Syrien ein Jahr nach Assads Sturz: Aufbau von Sicherheit und Übergangsjustiz vor Gesprächen über Rückkehr
Syrien: Aufbau von Sicherheit und Übergangsjustiz vor Gesprächen über Rückkehr
Berlin. 6.11.2025 Knapp ein Jahr nach dem Sturz des Assad-Regimes am 8. Dezember 2025 ist deutlich: Die Verbrechen des syrischen Regimes, seiner Komplizen, des sogenannten Islamischen Staates und anderer Kriegsparteien haben tiefe Risse in der syrischen Gemeinschaft hinterlassen. Nicht nur Gebäude und Infrastruktur müssen wiederaufgebaut werden: traumatisierte Menschen brauchen Unterstützung, erlittenes Unrecht bedarf Wiedergutmachung.
Zum Aufbau einer stabilen Gesellschaft braucht Syrien eine funktionierende Übergangsjustiz, die Menschenrechtsverletzungen aufarbeitet, die Gerechtigkeit und Versöhnung befördert. Nationale Stellen für eine Übergangsjustiz wurden zwar bereits eingerichtet, diese sind jedoch sehr fragil und nicht unabhängig von der neuen Regierung. Obwohl nun viele Exil- oder neu gegründete zivilgesellschaftliche Organisationen in der Versorgung der Bevölkerung und dem Neuaufbau von Staat und Gesellschaft aktiv sind, geht es mit der dringend notwendigen Auseinandersetzung mit der Vergangenheit nur langsam voran.

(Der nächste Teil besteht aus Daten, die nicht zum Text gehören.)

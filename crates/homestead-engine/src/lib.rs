//! Transaction handlers and dispatch for the Homestead farming economy.
//!
//! [`Homestead`] is the handler context. Each handler runs its
//! read-validate-write sequence in one transaction and returns an
//! [`Outcome`]: either the committed result or a [`Rejection`] explaining
//! why nothing changed. [`commands`] turns slash commands and button ids
//! into those calls and renders the results as [`Reply`] values for the
//! chat front end.
//!
//! # Modules
//!
//! - [`handlers`] -- Plot and animal purchase, market sales, storage
//!   transfer, and read views.
//! - [`commands`] -- Command and button dispatch into replies.
//! - [`rejection`] -- User-facing refusals.
//! - [`format`] -- Gold and item text.
//! - [`error`] -- Handler and service errors.
//!
//! [`Homestead`]: handlers::Homestead
//! [`Outcome`]: handlers::Outcome
//! [`Rejection`]: rejection::Rejection
//! [`Reply`]: commands::Reply

pub mod commands;
pub mod error;
pub mod format;
pub mod handlers;
pub mod rejection;

pub use commands::{Button, Command, Reply};
pub use error::{EngineError, HandlerError};
pub use handlers::{Homestead, Outcome};
pub use rejection::Rejection;
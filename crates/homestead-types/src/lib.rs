//! Shared type definitions for the Homestead farming economy.
//!
//! This crate is the single source of truth for the catalog and the entity
//! shapes used across the workspace.
//!
//! # Modules
//!
//! - [`catalog`] -- Plot habitats and animals, with their definition records
//! - [`ids`] -- Typed identifiers for plots, animals, users, and guilds
//! - [`structs`] -- Plots, animals, items, and balances

pub mod catalog;
pub mod ids;
pub mod structs;

// Re-export all public types at crate root for convenience.
pub use catalog::{
    AnimalDef, AnimalType, CatalogError, PlotDef, PlotType, animals_for_plot_type, lookup_animal,
    lookup_plot_type,
};
pub use ids::{AnimalId, GuildId, PlotId, UserId};
pub use structs::{
    Animal, BOARD_SIZE, BoardPosition, EntityError, Inventory, Item, Plot, PlotItems,
    PlotWithAnimals, UserItems,
};
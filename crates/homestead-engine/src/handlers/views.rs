//! Read-only views. These never lock and never write.

use homestead_core::board::{Board, BoardMode, build_board};
use homestead_db::{AnimalStore, InventoryStore, ItemStore, PlotStore};
use homestead_types::{
    BoardPosition, GuildId, Inventory, PlotItems, PlotWithAnimals, UserId, UserItems,
};

use super::{Homestead, Outcome};
use crate::error::HandlerError;
use crate::rejection::Rejection;

/// A user's balance and goods.
#[derive(Debug, Clone, PartialEq, Eq)]
pub struct InventoryView {
    /// Currency balance.
    pub inventory: Inventory,
    /// Goods held, empty piles excluded.
    pub items: UserItems,
}

/// One plot with its animals and storage.
#[derive(Debug, Clone, PartialEq)]
pub struct PlotDetail {
    /// The plot and its animals.
    pub plot: PlotWithAnimals,
    /// Goods waiting on the plot, smallest pile first.
    pub items: PlotItems,
}

impl Homestead {
    /// Balance and goods for `user`.
    pub async fn inventory(
        &self,
        guild: GuildId,
        user: UserId,
    ) -> Result<InventoryView, HandlerError> {
        let mut conn = self.pool().acquire().await?;
        let inventory = InventoryStore::new(&mut conn).fetch(guild, user).await?;
        let items = ItemStore::new(&mut conn).user_items(guild, user).await?;
        Ok(InventoryView { inventory, items })
    }

    /// The plot at `position` with its animals and stored goods.
    pub async fn plot_detail(
        &self,
        guild: GuildId,
        user: UserId,
        position: BoardPosition,
    ) -> Result<Outcome<PlotDetail>, HandlerError> {
        let mut conn = self.pool().acquire().await?;
        let Some(plot) = PlotStore::new(&mut conn)
            .find_at(guild, user, position)
            .await?
        else {
            return Ok(Outcome::Rejected(Rejection::PlotNotOwned { position }));
        };
        let animals = AnimalStore::new(&mut conn).list_for_plot(plot.id).await?;
        let items = ItemStore::new(&mut conn).plot_items(plot.id).await?;
        Ok(Outcome::Done(PlotDetail {
            plot: PlotWithAnimals { plot, animals },
            items,
        }))
    }

    /// `user`'s board laid out for `mode`.
    pub async fn board(
        &self,
        guild: GuildId,
        user: UserId,
        mode: BoardMode,
    ) -> Result<Board, HandlerError> {
        let mut conn = self.pool().acquire().await?;
        let plots = PlotStore::new(&mut conn).list_for_user(guild, user).await?;
        Ok(build_board(guild, user, &plots, mode)?)
    }
}
//! Persistence for the `plots` table.

use chrono::{DateTime, Utc};
use homestead_types::{BoardPosition, GuildId, Plot, PlotId, UserId};
use sqlx::PgConnection;
use uuid::Uuid;

use crate::convert::{
    guild_to_db, plot_type_from_db, plot_type_to_db, position_from_db, position_to_db,
    snowflake_from_db, user_to_db,
};
use crate::error::DbError;

/// A row from the `plots` table.
#[derive(Debug, Clone, sqlx::FromRow)]
pub struct PlotRow {
    /// Plot identifier.
    pub id: Uuid,
    /// Owning user snowflake.
    pub owner_id: i64,
    /// Guild snowflake.
    pub guild_id: i64,
    /// Board column.
    pub x: i16,
    /// Board row.
    pub y: i16,
    /// Habitat key.
    pub plot_type: String,
    /// Purchase time.
    pub created_at: DateTime<Utc>,
}

impl TryFrom<PlotRow> for Plot {
    type Error = DbError;

    fn try_from(row: PlotRow) -> Result<Self, Self::Error> {
        Ok(Self {
            id: PlotId(row.id),
            owner_id: UserId(snowflake_from_db(row.owner_id)?),
            guild_id: GuildId(snowflake_from_db(row.guild_id)?),
            position: position_from_db(row.x, row.y)?,
            plot_type: plot_type_from_db(&row.plot_type)?,
            created_at: row.created_at,
        })
    }
}

/// Operations on the `plots` table within one connection or transaction.
pub struct PlotStore<'c> {
    conn: &'c mut PgConnection,
}

impl<'c> PlotStore<'c> {
    /// Bind a store to a connection, usually `&mut *tx`.
    pub const fn new(conn: &'c mut PgConnection) -> Self {
        Self { conn }
    }

    /// Insert a plot unless its cell is already taken.
    ///
    /// Returns `false` when the `(owner, guild, x, y)` cell is occupied.
    ///
    /// # Errors
    ///
    /// Returns [`DbError`] if the insert fails or an id does not fit.
    pub async fn insert(&mut self, plot: &Plot) -> Result<bool, DbError> {
        let (x, y) = position_to_db(plot.position);
        let result = sqlx::query(
            r"INSERT INTO plots (id, owner_id, guild_id, x, y, plot_type, created_at)
              VALUES ($1, $2, $3, $4, $5, $6, $7)
              ON CONFLICT (owner_id, guild_id, x, y) DO NOTHING",
        )
        .bind(plot.id.into_inner())
        .bind(user_to_db(plot.owner_id)?)
        .bind(guild_to_db(plot.guild_id)?)
        .bind(x)
        .bind(y)
        .bind(plot_type_to_db(plot.plot_type))
        .bind(plot.created_at)
        .execute(&mut *self.conn)
        .await?;

        Ok(result.rows_affected() == 1)
    }

    /// Every plot `user` owns in `guild`, in board order.
    ///
    /// # Errors
    ///
    /// Returns [`DbError`] if the query fails or a row does not decode.
    pub async fn list_for_user(
        &mut self,
        guild: GuildId,
        user: UserId,
    ) -> Result<Vec<Plot>, DbError> {
        let rows = sqlx::query_as::<_, PlotRow>(
            r"SELECT id, owner_id, guild_id, x, y, plot_type, created_at
              FROM plots
              WHERE guild_id = $1 AND owner_id = $2
              ORDER BY x, y",
        )
        .bind(guild_to_db(guild)?)
        .bind(user_to_db(user)?)
        .fetch_all(&mut *self.conn)
        .await?;

        rows.into_iter().map(Plot::try_from).collect()
    }

    /// The plot `user` owns at `position`, if any.
    ///
    /// # Errors
    ///
    /// Returns [`DbError`] if the query fails or the row does not decode.
    pub async fn find_at(
        &mut self,
        guild: GuildId,
        user: UserId,
        position: BoardPosition,
    ) -> Result<Option<Plot>, DbError> {
        let (x, y) = position_to_db(position);
        let row = sqlx::query_as::<_, PlotRow>(
            r"SELECT id, owner_id, guild_id, x, y, plot_type, created_at
              FROM plots
              WHERE guild_id = $1 AND owner_id = $2 AND x = $3 AND y = $4",
        )
        .bind(guild_to_db(guild)?)
        .bind(user_to_db(user)?)
        .bind(x)
        .bind(y)
        .fetch_optional(&mut *self.conn)
        .await?;

        row.map(Plot::try_from).transpose()
    }
}
//! User-facing refusals.
//!
//! A rejection is a normal result, not an error: the handler rolls back,
//! nothing changes, and the user is told why in plain text.

use core::fmt;

use homestead_types::{AnimalType, BoardPosition, UserId};

use crate::format::{gold, group_thousands};

/// Why a request was refused.
#[derive(Debug, Clone, PartialEq, Eq)]
pub enum Rejection {
    /// The balance does not cover the price.
    InsufficientFunds {
        /// Price of the purchase.
        required: u64,
        /// Current balance.
        available: u64,
    },
    /// The user already owns the cell.
    PlotAlreadyOwned {
        /// The cell.
        position: BoardPosition,
    },
    /// The user owns no plot at the cell.
    PlotNotOwned {
        /// The cell.
        position: BoardPosition,
    },
    /// Every cell of the board is owned.
    BoardFull,
    /// The user holds none of the good.
    NothingToSell {
        /// The good.
        good: AnimalType,
    },
    /// The user holds less than a confirmed sale needs.
    InsufficientGoods {
        /// The good.
        good: AnimalType,
        /// Amount the sale needs.
        requested: u64,
        /// Amount held now.
        available: u64,
    },
    /// The market price moved after the sale was quoted.
    PriceChanged {
        /// The good.
        good: AnimalType,
        /// Price per unit on the quote.
        quoted: u64,
        /// Price per unit now.
        current: u64,
    },
    /// The plot's storage is empty.
    NothingToMove,
    /// The presser does not own the board the button belongs to.
    WrongActor {
        /// The board's owner.
        owner: UserId,
    },
    /// No good matches the name given.
    UnknownGood {
        /// What the user typed.
        query: String,
    },
}

impl fmt::Display for Rejection {
    fn fmt(&self, f: &mut fmt::Formatter<'_>) -> fmt::Result {
        match self {
            Self::InsufficientFunds {
                required,
                available,
            } => write!(
                f,
                "You need **{}** for that (you currently have **{}**).",
                gold(*required),
                gold(*available)
            ),
            Self::PlotAlreadyOwned { position } => {
                write!(f, "You already own the plot at {position}.")
            }
            Self::PlotNotOwned { position } => write!(f, "You don't own a plot at {position}."),
            Self::BoardFull => f.write_str("You already own every plot on your board."),
            Self::NothingToSell { good } => write!(
                f,
                "You don't have any {} to sell.",
                good.product_name(0)
            ),
            Self::InsufficientGoods {
                good,
                requested,
                available,
            } => write!(
                f,
                "You only have **{}x {}**, not {}.",
                group_thousands(*available),
                good.product_name(*available),
                group_thousands(*requested)
            ),
            Self::PriceChanged {
                good,
                quoted,
                current,
            } => write!(
                f,
                "The price of {} changed from **{}** to **{}** each. Sell again for a new quote.",
                good.product_name(0),
                gold(*quoted),
                gold(*current)
            ),
            Self::NothingToMove => f.write_str("There's nothing on that plot to move."),
            Self::WrongActor { owner } => write!(
                f,
                "Only <@{owner}> can use these buttons. Run the command yourself to get your own."
            ),
            Self::UnknownGood { query } => write!(f, "There's no item called \"{query}\"."),
        }
    }
}

#[cfg(test)]
mod tests {
    use super::*;

    #[test]
    fn messages_are_plain_text_with_grouped_amounts() {
        let r = Rejection::InsufficientFunds {
            required: 31_000,
            available: 100,
        };
        assert_eq!(
            r.to_string(),
            "You need **31,000 gold** for that (you currently have **100 gold**)."
        );
        assert_eq!(
            Rejection::NothingToSell {
                good: AnimalType::Cow
            }
            .to_string(),
            "You don't have any bottles of milk to sell."
        );
    }

    #[test]
    fn price_change_names_both_prices() {
        let r = Rejection::PriceChanged {
            good: AnimalType::Cow,
            quoted: 50,
            current: 1_250,
        };
        assert_eq!(
            r.to_string(),
            "The price of bottles of milk changed from **50 gold** to **1,250 gold** each. \
             Sell again for a new quote."
        );
    }
}
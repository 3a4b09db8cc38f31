//! # Emojikit - Local emoji catalog
//!
//! A SQLite-backed store of emoji metadata with normalized keyword
//! associations.
//!
//! Emojikit provides:
//! - Composable search over short names and keywords, filtered by category
//! - Category and subgroup listings
//! - Idempotent favorites and an append-only usage history
//! - One-shot import of an external emoji dataset
//! - A thin clipboard boundary for copying glyphs

pub mod emoji;
pub mod storage;
pub mod query;
pub mod mutation;
pub mod import;
pub mod clipboard;
pub mod config;
pub mod output;
pub mod ui;

// Re-exports for convenient access
pub use emoji::{Emoji, EmojiId};
pub use storage::EmojiStore;
pub use query::{QueryEngine, SearchFilter};
pub use mutation::MutationEngine;

use std::path::PathBuf;

/// Result type alias for Emojikit operations
pub type Result<T> = std::result::Result<T, Error>;

/// Error types for Emojikit operations
#[derive(Debug, thiserror::Error)]
pub enum Error {
    #[error("Store not found: {}", path.display())]
    StoreNotFound { path: PathBuf },

    #[error("Connection error: {0}")]
    Connection(#[source] rusqlite::Error),

    #[error("Storage error: {0}")]
    Storage(#[from] rusqlite::Error),

    #[error("Failed to {op}: {source}")]
    Mutation {
        op: &'static str,
        #[source]
        source: Box<Error>,
    },

    #[error("Import error: {0}")]
    Import(String),

    #[error("JSON error: {0}")]
    Json(#[from] serde_json::Error),

    #[error("IO error: {0}")]
    Io(#[from] std::io::Error),
}

#[cfg(test)]
pub(crate) mod test_support {
    use crate::import::{self, Dataset, DatasetEntry};
    use crate::storage::EmojiStore;

    pub fn entry(short_name: &str, group: &str, subgroup: &str, keywords: &[&str]) -> DatasetEntry {
        DatasetEntry {
            short_name: Some(short_name.to_string()),
            group: Some(group.to_string()),
            subgroup: Some(subgroup.to_string()),
            keywords: keywords.iter().map(|k| k.to_string()).collect(),
        }
    }

    pub fn sample_dataset() -> Dataset {
        let mut data = Dataset::new();
        data.insert("😀".into(), entry("grinning face", "Smileys", "face-smiling", &["happy", "smile"]));
        data.insert("😸".into(), entry("grinning cat", "Smileys", "cat-face", &["cat", "smile"]));
        data.insert("🐱".into(), entry("cat face", "Animals", "animal-mammal", &["cat", "pet"]));
        data.insert("🍎".into(), entry("red apple", "Food", "food-fruit", &["apple", "fruit"]));
        data.insert("🚗".into(), entry("automobile", "Travel", "transport-ground", &["car", "drive"]));
        data
    }

    pub fn seeded_store() -> EmojiStore {
        let store = EmojiStore::open_in_memory().unwrap();
        store
            .with_conn(|conn| import::import_dataset(conn, &sample_dataset()))
            .unwrap();
        store
    }

    /// Look up the surrogate id assigned to a glyph during import
    pub fn id_of(store: &EmojiStore, unicode: &str) -> i64 {
        store
            .with_conn(|conn| {
                Ok(conn.query_row("SELECT id FROM emojis WHERE unicode = ?1", [unicode], |row| row.get(0))?)
            })
            .unwrap()
    }

    pub fn count(store: &EmojiStore, sql: &str, id: i64) -> i64 {
        store
            .with_conn(|conn| Ok(conn.query_row(sql, [id], |row| row.get(0))?))
            .unwrap()
    }
}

Jiyans Menschenrechtsexperte Dr. Bojan Gavrilovic erklärt: „Auch seit dem Sturz von Assad kam es in diesem Jahr immer wieder zu Gewalttaten gegen Minderheiten, die zu Pogromen und Massakern an Tausenden führten. Wenn Minderheiten um ihr Leben fürchten müssen, ist der Zeitpunkt, Übergangsjustiz, Versöhnung und Friedensförderung einzuleiten, noch nicht erreicht. Erst wenn alle Menschen nachhaltig geschützt sind, können die Voraussetzungen für eine funktionierende Übergangsjustiz zum stabilen Aufbau des Landes erreicht werden. Dies ist aktuell definitiv noch nicht der Fall. Vor diesem Hintergrund ist es zum jetzigen Zeitpunkt völlig unangebracht, überhaupt über eine Rückkehr der Geflüchteten nach Syrien zu sprechen.“
Eine sinnvolle Voraussetzung hin zu einer Übergangsjustiz wäre, laut Gavrilovic, die Einsetzung einer UNO-Friedensmission vor Ort. Diese würde nicht nur gefährdeten Minderheiten ein gewisses Maß an Sicherheit bieten, sondern auch die Rechtsstaatlichkeit stärken, die Menschenrechte fördern und den politischen Prozess unterstützen. Im internationalen Umgang mit Syrien sollte dieser Mission höchste Priorität zukommen. Denn nur wenn die Zivilbevölkerung dauerhaft geschützt ist und zur Ruhe kommen kann, können wirksame Maßnahmen zur Aufarbeitung der Verbrechen nicht nur des IS und des Assad-Regimes, sondern aller Täter starten.
Die internationale Gemeinschaft kann und sollte den Rahmen zur Verhandlung internationaler Verbrechen im Land schaffen. Eben dies wurde zum Beispiel im Irak verfehlt. Die UN sollte hierzu vom syrischen Staat klare Verpflichtungen und die Schaffung eines rechtlichen Rahmens einfordern. Die nächsten Schritte wären dann Reparationen für Überlebende und Bemühungen zum Auffinden vermisster Personen.
Der Bedarf nach Vergangenheitsbewältigung und psychosozialer Unterstützung für die Überlebenden des grausamen Bürgerkriegs ist überall in Syrien hoch. Seit 2018 ist Jiyan mit einem eigenen Behandlungszentrum in Qamischli/Nordostsyrien in der Traumaarbeit mit Überlebenden von Krieg, Terror und Folter engagiert. Dabei greift sie auf ihre zwanzigjährige Erfahrung im Irak zurück, auch in Bezug auf Ausbildung des lokalen Teams und Qualitätssicherung.
Die Jiyan Stiftung für Menschenrechte e.V. unterstützt Überlebende von Menschenrechtsverletzungen, verteidigt die Grundfreiheiten und fördert demokratische Werte in Kurdistan, im Irak und in Syrien. Wir streben eine demokratische Gesellschaft an, in der die Würde des Menschen geschützt wird und in der Erwachsene und Kinder das Recht auf psychische und körperliche Unversehrtheit und Freiheit haben.